Jayne Denham grew up in a musical family; her mother was a gospel singer trained in opera, and her father and grandfather were involved in musical theatre. Denham began singing on stage in church at age five, and by her early twenties she was touring the USA and Europe with Youth Alive, performing in stadiums for thousands. She began her performing career as a rock frontwoman before her narrative songwriting drew her to country music, ultimately leading her to develop her distinct country-rock style.

Denham released her debut album Sudden Change in Weather in 2007. The lead single "Chick Ute" charted across Europe in 2006, reaching number two in Norway, number four in Italy, number five in the Netherlands and Denmark, and number twelve on the European Country Music Association chart. In 2008, she won the Australian Independent Country Music Award for Best Rising Star.

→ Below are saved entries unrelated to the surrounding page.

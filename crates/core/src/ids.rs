//! Identifier newtypes shared across the coordinator.
//!
//! Plan, node, signal and segment identifiers are all allocated upstream
//! (by the trigger, by cluster membership, by the metadata store); the
//! coordinator never mints them itself, so these are plain integer wrappers
//! rather than a `IdGen`-backed type.

use serde::{Deserialize, Serialize};
use std::fmt;

macro_rules! int_id {
    ($name:ident) => {
        #[derive(Debug, Clone, Copy, PartialEq, Eq, PartialOrd, Ord, Hash, Serialize, Deserialize)]
        pub struct $name(pub i64);

        impl $name {
            pub fn new(id: i64) -> Self {
                Self(id)
            }

            pub fn get(self) -> i64 {
                self.0
            }
        }

        impl fmt::Display for $name {
            fn fmt(&self, f: &mut fmt::Formatter<'_>) -> fmt::Result {
                write!(f, "{}", self.0)
            }
        }

        impl From<i64> for $name {
            fn from(id: i64) -> Self {
                Self(id)
            }
        }
    };
}

int_id!(PlanId);
int_id!(NodeId);
int_id!(SegmentId);

/// Grouping tag shared by plans produced from the same trigger event.
///
/// `0` is the sentinel meaning "no signal" / "match every signal", per
/// `bySignal(0)` returning the union over all signals.
#[derive(Debug, Clone, Copy, PartialEq, Eq, PartialOrd, Ord, Hash, Serialize, Deserialize)]
pub struct SignalId(pub i64);

impl SignalId {
    pub const NONE: SignalId = SignalId(0);

    pub fn new(id: i64) -> Self {
        Self(id)
    }

    pub fn is_none(self) -> bool {
        self.0 == 0
    }
}

impl fmt::Display for SignalId {
    fn fmt(&self, f: &mut fmt::Formatter<'_>) -> fmt::Result {
        write!(f, "{}", self.0)
    }
}

impl From<i64> for SignalId {
    fn from(id: i64) -> Self {
        Self(id)
    }
}

/// A logical data stream owned by exactly one worker at a time.
#[derive(Debug, Clone, PartialEq, Eq, PartialOrd, Ord, Hash, Serialize, Deserialize)]
pub struct ChannelName(pub String);

impl ChannelName {
    pub fn new(name: impl Into<String>) -> Self {
        Self(name.into())
    }

    pub fn as_str(&self) -> &str {
        &self.0
    }
}

impl fmt::Display for ChannelName {
    fn fmt(&self, f: &mut fmt::Formatter<'_>) -> fmt::Result {
        write!(f, "{}", self.0)
    }
}

impl From<&str> for ChannelName {
    fn from(s: &str) -> Self {
        Self(s.to_string())
    }
}

impl From<String> for ChannelName {
    fn from(s: String) -> Self {
        Self(s)
    }
}

#[cfg(test)]
#[path = "ids_tests.rs"]
mod tests;
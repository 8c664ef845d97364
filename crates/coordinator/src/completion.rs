//! Completion handler: commits a successful compaction's effect on
//! metadata, syncs the worker, and releases the task's resources.

use cc_adapters::{ChannelRegistry, MetaStore, TimestampOracle, WorkerSessions};
use cc_core::{Clock, CompactionPlanResult, NodeId, PlanId, TaskState};
use cc_wire::SyncSegmentsRequest;

use crate::error::CoordinatorError;
use crate::Coordinator;

impl<R, S, M, Ts, C> Coordinator<R, S, M, Ts, C>
where
    R: ChannelRegistry,
    S: WorkerSessions,
    M: MetaStore,
    Ts: TimestampOracle,
    C: Clock,
{
    /// Preconditions (plan exists, task is `Executing`, compaction
    /// type is supported) are checked first so an unsupported type never
    /// triggers a meta mutation or worker RPC.
    pub(crate) async fn complete(&self, plan_id: PlanId, node_id: NodeId, result: CompactionPlanResult) -> Result<(), CoordinatorError> {
        let task = self
            .table
            .get(plan_id)
            .ok_or(CoordinatorError::PlanNotFound(plan_id))?;
        if task.state != TaskState::Executing {
            return Err(CoordinatorError::IllegalTransition(cc_core::IllegalTransition {
                plan_id,
                from: task.state,
                to: TaskState::Completed,
            }));
        }
        if !task.plan.compaction_type.is_supported() {
            return Err(CoordinatorError::UnknownCompactionType(plan_id));
        }

        let (new_segment, mutation) = self.meta.complete_compaction_mutation(&task.plan, &result).await?;

        let sync_req = SyncSegmentsRequest::commit(
            plan_id,
            new_segment.id,
            new_segment.compaction_from.clone(),
            new_segment.num_rows,
            new_segment.stats_logs.clone(),
        );
        self.sessions.sync_segments(node_id, sync_req).await?;

        tracing::debug!(
            plan_id = %plan_id,
            segments_compacted = mutation.segments_compacted,
            rows_compacted = mutation.rows_compacted,
            "committed metric mutation"
        );

        self.table.complete(plan_id, result)?;
        self.stats.record_completed();
        self.flush.notify(new_segment.id);
        self.admission.release(plan_id);

        Ok(())
    }

    /// Instruct a worker to discard a plan it should not be running: either
    /// an affinity-mismatched completion or a wholly unknown plan. The
    /// worker is told to drop it without metadata effect.
    pub(crate) async fn discard_on_worker(&self, node_id: NodeId, plan_id: PlanId) -> Result<(), CoordinatorError> {
        self.sessions
            .sync_segments(node_id, SyncSegmentsRequest::discard(plan_id))
            .await?;
        Ok(())
    }
}
//! The `SyncSegments` RPC request: tells a worker to either commit a
//! completed plan's result (`compacted_to` set) or discard it without
//! metadata effect (`compacted_to` absent).

use cc_core::{PlanId, SegmentId};
use serde::{Deserialize, Serialize};

#[derive(Debug, Clone, PartialEq, Eq, Serialize, Deserialize)]
pub struct SyncSegmentsRequest {
    pub plan_id: PlanId,
    pub compacted_to: Option<SegmentId>,
    pub compacted_from: Vec<SegmentId>,
    pub num_rows: Option<u64>,
    pub stats_logs: Option<Vec<String>>,
}

impl SyncSegmentsRequest {
    /// Instructs the worker to discard the plan's result without any
    /// metadata effect — used both for affinity-mismatch cleanup and for
    /// unknown-plan cleanup.
    pub fn discard(plan_id: PlanId) -> Self {
        Self {
            plan_id,
            compacted_to: None,
            compacted_from: Vec::new(),
            num_rows: None,
            stats_logs: None,
        }
    }

    /// Instructs the worker to commit the given result.
    pub fn commit(
        plan_id: PlanId,
        compacted_to: SegmentId,
        compacted_from: Vec<SegmentId>,
        num_rows: u64,
        stats_logs: Vec<String>,
    ) -> Self {
        Self {
            plan_id,
            compacted_to: Some(compacted_to),
            compacted_from,
            num_rows: Some(num_rows),
            stats_logs: Some(stats_logs),
        }
    }

    pub fn is_discard(&self) -> bool {
        self.compacted_to.is_none()
    }
}

#[cfg(test)]
#[path = "sync_segments_tests.rs"]
mod tests;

Her second album Shake This Town followed in 2009, and her third album Renegade in 2013. An extended play, Renegade II, was released in September 2015. From the Renegade album period, the single "Beyond These City Lights", a duet with Shannon Noll, reached number one on Australian country radio and received a Golden Guitar nomination for Vocal Collaboration of the Year at the 2014 awards.

Her fourth studio album Calamity was released in March 2018. The album's lead single, "Hung Up on You", a duet with Australian country artist Troy Kemp, reached number one on Australian country radio and number one on the Country Music Channel chart, and received a Golden Guitar nomination for Vocal Collaboration of the Year at the 2019 awards.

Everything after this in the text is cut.